[Required work]
Nothing but the lines from the one with "#[serde(flatten)]" down to the one with "in preference order." should be returned, exactly and with both ends included, from the material below.

[Study material]
+++

//! Encoding-aware file reading.

use std::path::Path;

use anyhow::{Context, Result};
use serde::Serialize;
use tokio::io::AsyncReadExt;

use super::encoding::{decode_buffer, detect_buffer_encoding, EncodingDetectionResult};
use crate::config::{CSV_DELIMITERS, CSV_SAMPLE_LINES, DETECTION_SAMPLE_BYTES};

/// File contents decoded with the detected encoding.
#[derive(Debug, Clone, PartialEq, Eq, Serialize)]
pub struct DecodedFile {
    pub content: String,
    pub detection: EncodingDetectionResult,
}

/// Encoding detection plus a first look at the CSV shape of a file.
#[derive(Debug, Clone, PartialEq, Eq, Serialize)]
pub struct CsvEncodingInfo {
    #[serde(flatten)]
    pub detection: EncodingDetectionResult,
    pub looks_like_csv: bool,
    /// Up to `CSV_SAMPLE_LINES` non-empty lines from the start of the file.
    pub sample_lines: Vec<String>,
    /// Delimiters present in every sampled line, in preference order.
    pub potential_delimiters: Vec<char>,
}

/// Detects the encoding of the file at `path` from its first bytes.
pub async fn detect_file_encoding(path: &Path) -> Result<EncodingDetectionResult> {
    let file = tokio::fs::File::open(path)
        .await
        .with_context(|| format!("Failed to open {}", path.display()))?;

    // A few bytes past the sample tell the detector the sample was cut short
    let mut head = Vec::with_capacity(DETECTION_SAMPLE_BYTES + 8);
    file.take((DETECTION_SAMPLE_BYTES + 8) as u64)
        .read_to_end(&mut head)
        .await
        .with_context(|| format!("Failed to read {}", path.display()))?;

    Ok(detect_buffer_encoding(&head))
}

/// Reads and decodes the whole file at `path`.
pub async fn read_file_with_detected_encoding(path: &Path) -> Result<DecodedFile> {
    let bytes = tokio::fs::read(path)
        .await
        .with_context(|| format!("Failed to read {}", path.display()))?;

    let detection = detect_buffer_encoding(&bytes);
    log::debug!(
        "Detected {} ({}% confidence) for {}",
        detection.encoding_name(),
        detection.confidence,
        path.display()
    );
    let content = decode_buffer(&bytes, detection.encoding);
    Ok(DecodedFile { content, detection })
}

/// Detects the encoding of the file at `path` and sniffs its delimiter.
pub async fn detect_csv_encoding(path: &Path) -> Result<CsvEncodingInfo> {
    let decoded = read_file_with_detected_encoding(path).await?;
    let sample_lines = sample_lines(&decoded.content);
    let potential_delimiters = consistent_delimiters(&sample_lines)
        .into_iter()
        .map(char::from)
        .collect::<Vec<_>>();

    Ok(CsvEncodingInfo {
        detection: decoded.detection,
        looks_like_csv: !potential_delimiters.is_empty(),
        sample_lines,
        potential_delimiters,
    })
}

pub(crate) fn sample_lines(content: &str) -> Vec<String> {
    content
        .lines()
        .map(str::trim_end)
        .filter(|line| !line.trim().is_empty())
        .take(CSV_SAMPLE_LINES)
        .map(String::from)
        .collect()
}

/// Delimiters that occur in every line, most frequent first.
pub(crate) fn consistent_delimiters<S: AsRef<str>>(lines: &[S]) -> Vec<u8> {
    if lines.is_empty() {
        return Vec::new();
    }
    let mut found: Vec<(u8, usize)> = CSV_DELIMITERS
        .iter()
        .filter_map(|&delimiter| {
            let counts = lines
                .iter()
                .map(|line| line.as_ref().bytes().filter(|b| *b == delimiter).count());
            let mut min = usize::MAX;
            let mut total = 0;
            for count in counts {
                min = min.min(count);
                total += count;
            }
            (min > 0).then_some((delimiter, total))
        })
        .collect();
    found.sort_by(|a, b| b.1.cmp(&a.1));
    found.into_iter().map(|(delimiter, _)| delimiter).collect()
}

+++

[Problem solution]
    #[serde(flatten)]
    pub detection: EncodingDetectionResult,
    pub looks_like_csv: bool,
    /// Up to `CSV_SAMPLE_LINES` non-empty lines from the start of the file.
    pub sample_lines: Vec<String>,
    /// Delimiters present in every sampled line, in preference order.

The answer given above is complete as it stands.